Sûr que si elle levait une main cinq doigts touchaient le ciel
Le paysage était magnifique. L'animateur la félicitait. Tout était parfait. Il a seulement fallu que Romain s'approche d'elle. "Un p'tit verre, ma fabuleuse !" Oui, il faut entendre que, aux campements, elle s'était laissée allée. Faut dire qu'il était parfait. En fin presque. Plus grand, bien plus grand qu'elle. Radieux, souriant, les yeux clairs. J'ai dit clairs. Non, pas bleus. Et surtout qu'il avait le geste qu'elle attendait depuis si longtemps.

Rien n'est parfait dans la vie. Il a voulu savoir. Ce que faisait son père. Il a éclaté de rire. Il a dit "Non c'est pas vrai !" Quoi, qu'y a-t-il, qu'ai-je dit encore. Elle avait pensé.

Vous seriez la fille de ? C'est pas possible !

Comment ça c'est pas possible ! Si je vous le dis. Bien sûr que si. Je vous le redis d'ailleurs, cet homme-là que vous connaissez, c'est mon père.

Votre père ? C'est impossible. Je travaille dans le même établissement et administrativement tout le monde sait que Monsieur et Madame Thomas n'ont pas d'enfant ! Pas un seul. Ils ne peuvent pas en avoir !

Elle n'a envie que d'une seule chose : posséder des ailes, courir, prendre son élan et se jeter dans le vide en décollant. Mais elle ne sent que la douleur. Là, dans la poitrine, coincée derrière le dos, écrasant son larynx.
Elle vacille, elle s'étale au sol. Vite de l'aide !
J'arrive, criez pas, ce n'est pas grave !

C'est le médecin. La crise, elle ne l'a pas vue arriver, mais le médecin, vu et entendu oui. Alors ça lui a suffi.

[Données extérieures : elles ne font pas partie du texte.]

//! Configuration management for twincam
//!
//! Session defaults, capture policy and hardware device mapping, loaded from
//! TOML with optional `TWINCAM_*` environment overrides.

use crate::errors::CameraError;
use crate::types::{CameraPosition, FlashMode, FocusPoint, SessionPreset};
use serde::{Deserialize, Serialize};
use std::fs;
use std::path::{Path, PathBuf};

/// Root configuration structure
#[derive(Debug, Clone, PartialEq, Serialize, Deserialize)]
#[serde(default)]
pub struct TwinCamConfig {
    pub session: SessionConfig,
    pub capture: CaptureConfig,
    pub devices: DeviceConfig,
}

#[derive(Debug, Clone, PartialEq, Serialize, Deserialize)]
#[serde(default)]
pub struct SessionConfig {
    pub preset: SessionPreset,
    /// Camera selected when the controller is created
    pub default_camera: CameraPosition,
    /// Initial normalized focus target [x, y]
    pub focus_point: [f32; 2],
    /// Whether focus-point configuration is attempted at all
    pub supports_focus_point: bool,
    /// Whether the preview connection follows device rotation
    pub rotate_preview: bool,
}

#[derive(Debug, Clone, PartialEq, Serialize, Deserialize)]
#[serde(default)]
pub struct CaptureConfig {
    pub high_resolution: bool,
    pub default_flash: FlashMode,
    pub default_stabilization: bool,
    /// Report undecodable stills through the failure callback instead of dropping them
    pub report_decode_failures: bool,
    /// JPEG quality used by backends that encode frames themselves (1-100)
    pub jpeg_quality: u8,
}

/// Mapping of physical positions to backend device indices
#[derive(Debug, Clone, PartialEq, Serialize, Deserialize)]
#[serde(default)]
pub struct DeviceConfig {
    pub front_index: u32,
    pub back_index: u32,
    /// Frames discarded after opening a stream so exposure can settle
    pub warmup_frames: u32,
}

impl Default for SessionConfig {
    fn default() -> Self {
        Self {
            preset: SessionPreset::Photo,
            default_camera: CameraPosition::Back,
            focus_point: [0.5, 0.5],
            supports_focus_point: true,
            rotate_preview: true,
        }
    }
}

impl Default for CaptureConfig {
    fn default() -> Self {
        Self {
            high_resolution: true,
            default_flash: FlashMode::Auto,
            default_stabilization: true,
            report_decode_failures: true,
            jpeg_quality: 92,
        }
    }
}

impl Default for DeviceConfig {
    fn default() -> Self {
        Self {
            front_index: 1,
            back_index: 0,
            warmup_frames: 3,
        }
    }
}

impl Default for TwinCamConfig {
    fn default() -> Self {
        Self {
            session: SessionConfig::default(),
            capture: CaptureConfig::default(),
            devices: DeviceConfig::default(),
        }
    }
}

impl TwinCamConfig {
    /// Load configuration from TOML file
    pub fn load_from_file<P: AsRef<Path>>(path: P) -> Result<Self, CameraError> {
        let path = path.as_ref();

        if !path.exists() {
            log::info!("Config file not found at {:?}, using defaults", path);
            return Ok(Self::default());
        }

        let contents = fs::read_to_string(path).map_err(|e| {
            CameraError::InitializationError(format!("Failed to read config file: {}", e))
        })?;

        let config: TwinCamConfig = toml::from_str(&contents).map_err(|e| {
            CameraError::InitializationError(format!("Failed to parse config file: {}", e))
        })?;

        log::info!("Loaded configuration from {:?}", path);
        Ok(config)
    }

    /// Load the file (if present) then apply `TWINCAM_<SECTION>__<KEY>` overrides
    pub fn load_layered<P: AsRef<Path>>(path: P) -> Result<Self, CameraError> {
        let path = path.as_ref();
        let defaults = config::Config::try_from(&Self::default()).map_err(|e| {
            CameraError::InitializationError(format!("Failed to build default config: {}", e))
        })?;

        let layered = config::Config::builder()
            .add_source(defaults)
            .add_source(
                config::File::from(path)
                    .format(config::FileFormat::Toml)
                    .required(false),
            )
            .add_source(
                config::Environment::with_prefix("TWINCAM")
                    .prefix_separator("_")
                    .separator("__")
                    .try_parsing(true),
            )
            .build()
            .map_err(|e| CameraError::InitializationError(format!("Failed to load config: {}", e)))?;

        let config: TwinCamConfig = layered.try_deserialize().map_err(|e| {
            CameraError::InitializationError(format!("Failed to parse layered config: {}", e))
        })?;
        config
            .validate()
            .map_err(CameraError::InitializationError)?;
        Ok(config)
    }

    /// Save configuration to TOML file
    pub fn save_to_file<P: AsRef<Path>>(&self, path: P) -> Result<(), CameraError> {
        let path = path.as_ref();

        if let Some(parent) = path.parent() {
            fs::create_dir_all(parent).map_err(|e| {
                CameraError::InitializationError(format!(
                    "Failed to create config directory: {}",
                    e
                ))
            })?;
        }

        let toml_string = toml::to_string_pretty(self).map_err(|e| {
            CameraError::InitializationError(format!("Failed to serialize config: {}", e))
        })?;

        fs::write(path, toml_string).map_err(|e| {
            CameraError::InitializationError(format!("Failed to write config file: {}", e))
        })?;

        log::info!("Saved configuration to {:?}", path);
        Ok(())
    }

    /// Get default config file path
    pub fn default_path() -> PathBuf {
        PathBuf::from("twincam.toml")
    }

    /// Load from default location or fall back to defaults
    pub fn load_or_default() -> Self {
        Self::load_from_file(Self::default_path()).unwrap_or_else(|e| {
            log::warn!("Failed to load config, using defaults: {}", e);
            Self::default()
        })
    }

    pub fn focus_point(&self) -> FocusPoint {
        FocusPoint::new(self.session.focus_point[0], self.session.focus_point[1])
    }

    /// Validate configuration values
    pub fn validate(&self) -> Result<(), String> {
        if !self
            .session
            .focus_point
            .iter()
            .all(|v| (0.0..=1.0).contains(v))
        {
            return Err("Focus point coordinates must be between 0.0 and 1.0".to_string());
        }

        if self.capture.jpeg_quality == 0 || self.capture.jpeg_quality > 100 {
            return Err("JPEG quality must be between 1 and 100".to_string());
        }

        if self.devices.front_index == self.devices.back_index {
            return Err("Front and back cameras must map to different devices".to_string());
        }

        if self.devices.warmup_frames > 60 {
            return Err("Warmup frames must be at most 60".to_string());
        }

        Ok(())
    }
}
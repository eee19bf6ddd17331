//! Tests for twincam core types
//!
//! Orientation tables, capture settings derivation and serialization of the
//! values that cross the config and CLI boundaries.

use twincam::types::{
    CameraPosition, CaptureRequest, CaptureSettings, DeviceOrientation, FlashMode, FocusPoint,
    ImageOrientation, PhotoCodec, VideoOrientation,
};

#[cfg(test)]
mod orientation_tests {
    use super::*;

    #[test]
    fn test_connection_to_image_orientation_is_total() {
        let table: Vec<(VideoOrientation, ImageOrientation)> = VideoOrientation::ALL
            .iter()
            .map(|o| (*o, o.image_orientation()))
            .collect();
        assert_eq!(
            table,
            vec![
                (VideoOrientation::Portrait, ImageOrientation::Right),
                (VideoOrientation::PortraitUpsideDown, ImageOrientation::Left),
                (VideoOrientation::LandscapeLeft, ImageOrientation::Down),
                (VideoOrientation::LandscapeRight, ImageOrientation::Up),
            ]
        );
    }

    #[test]
    fn test_image_orientations_are_distinct() {
        let mut tags: Vec<u8> = VideoOrientation::ALL
            .iter()
            .map(|o| o.image_orientation().exif_tag())
            .collect();
        tags.sort_unstable();
        assert_eq!(tags, vec![1, 3, 6, 8]);
    }

    #[test]
    fn test_device_orientation_fallbacks() {
        for device in [
            DeviceOrientation::FaceUp,
            DeviceOrientation::FaceDown,
            DeviceOrientation::Unknown,
            DeviceOrientation::PortraitUpsideDown,
        ] {
            assert_eq!(VideoOrientation::from_device(device), VideoOrientation::Portrait);
        }
        assert_eq!(
            VideoOrientation::from_device(DeviceOrientation::LandscapeLeft),
            VideoOrientation::LandscapeRight
        );
    }
}

#[cfg(test)]
mod settings_tests {
    use super::*;

    #[test]
    fn test_flash_only_on_back_camera() {
        for flash in [FlashMode::Auto, FlashMode::On, FlashMode::Off] {
            let request = CaptureRequest::new().with_flash(flash);

            let front = CaptureSettings::for_request(&request, CameraPosition::Front);
            assert_eq!(front.flash, None);
            assert!(!front.flash_enabled());

            let back = CaptureSettings::for_request(&request, CameraPosition::Back);
            assert_eq!(back.flash, Some(flash));
        }
    }

    #[test]
    fn test_settings_carry_request_flags() {
        let request = CaptureRequest::new()
            .with_stabilization(false)
            .with_high_resolution(false);
        let settings = CaptureSettings::for_request(&request, CameraPosition::Back);
        assert_eq!(settings.codec, PhotoCodec::Jpeg);
        assert!(!settings.stabilization);
        assert!(!settings.high_resolution);
    }

    #[test]
    fn test_each_settings_object_is_unique() {
        let request = CaptureRequest::default();
        let a = CaptureSettings::for_request(&request, CameraPosition::Back);
        let b = CaptureSettings::for_request(&request, CameraPosition::Back);
        assert_ne!(a.id, b.id);
    }

    #[test]
    fn test_request_defaults() {
        let request = CaptureRequest::default();
        assert_eq!(request.flash, FlashMode::Auto);
        assert!(request.stabilization);
        assert!(request.high_resolution);
    }
}

#[cfg(test)]
mod serialization_tests {
    use super::*;

    #[test]
    fn test_camera_position_serialization() {
        assert_eq!(serde_json::to_string(&CameraPosition::Front).unwrap(), "\"front\"");
        let back: CameraPosition = serde_json::from_str("\"back\"").unwrap();
        assert_eq!(back, CameraPosition::Back);
    }

    #[test]
    fn test_flash_mode_parsing() {
        assert_eq!("ON".parse::<FlashMode>().unwrap(), FlashMode::On);
        assert!("strobe".parse::<FlashMode>().is_err());
    }

    #[test]
    fn test_focus_point_serialization() {
        let point = FocusPoint::new(0.25, 0.75);
        let json = serde_json::to_string(&point).unwrap();
        let back: FocusPoint = serde_json::from_str(&json).unwrap();
        assert_eq!(back, point);
    }
}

Elle s'est redressée et elle a dit en regardant le jeune gardien de prison "Pardonnez-moi Romain, je redescends"

Quelquefois, parfois, dans la prison où il est gardien, Romain se dit qu'il regrette.... de n'avoir pas parlé davantage, de ne pas l'avoir retenue, de ne pas l'avoir suivie.
Quelquefois, parfois, au bord de la falaise qu'elle choisit d'attaquer, elle se dit qu'elle regrette qu'il ne l'aie pas suivie, retenue, qu'il ne lui aie pas parlé... d'elle. Varape varape varape ma belle, pourquoi varape-t-elle ? Elle ne veut pas savoir. Elle varape.